Un giro d’affari di 1,8 miliardi di euro. Tanto è il ‘fatturato’ delle attività abusive del commercio su areepubbliche, uno tra i comparti del commercio più colpiti in assoluto dal fenomeno. La cui crescita non danneggia solo le imprese, ma ha pesanti ricadute anche sul versante del fisco: se il fenomeno fosse azzerato, si recupererebbero 770 milioni di euro di mancato gettito fiscale e contributivo ogni anno.

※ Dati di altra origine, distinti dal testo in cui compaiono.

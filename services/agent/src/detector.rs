//! Master detection seam.
//!
//! Leader election lives elsewhere; the agent only consumes a stream of
//! appointments. The standalone detector is the trivial implementation:
//! whoever holds it appoints the master by hand (tests, single-master
//! deployments).

use tokio::sync::watch;

use skiff_messages::Endpoint;

/// A source of master appointments. `None` means no master is known.
pub trait MasterDetector: Send + Sync {
    fn subscribe(&self) -> watch::Receiver<Option<Endpoint>>;
}

/// Detector driven by explicit appointments.
pub struct StandaloneDetector {
    tx: watch::Sender<Option<Endpoint>>,
}

impl StandaloneDetector {
    pub fn new(initial: Option<Endpoint>) -> Self {
        let (tx, _) = watch::channel(initial);
        Self { tx }
    }

    /// Appoints a new master (or withdraws the current one).
    pub fn appoint(&self, master: Option<Endpoint>) {
        let _ = self.tx.send(master);
    }
}

impl Default for StandaloneDetector {
    fn default() -> Self {
        Self::new(None)
    }
}

impl MasterDetector for StandaloneDetector {
    fn subscribe(&self) -> watch::Receiver<Option<Endpoint>> {
        self.tx.subscribe()
    }
}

L’esercito di venditori irregolari attivi in Italia rischia di mettere in ginocchio il commercio ambulante, che da solo rappresenta il 15 per cento delle attività commerciali. Migliaia di venditori fuori dalle regole, presumibilmente gestiti e sfruttati in gran parte dalla criminalità organizzata, che erodono in misura continua e crescente il fatturato delle imprese legali del commercio ambulante. Largamente tollerati dai consumatori, che credono – ingannandosi – di fare affari comprando merce contraffatta o di dubbia provenienza. Gli abusivi, tra l’indifferenza generale, rendono quotidianamente evidente come l’irregolarità sia di fatto una “consuetudine”. E mentre gli illegali prolificano, cresce il numero delle imprese, ambulanti o tradizionali, che chiudono i battenti.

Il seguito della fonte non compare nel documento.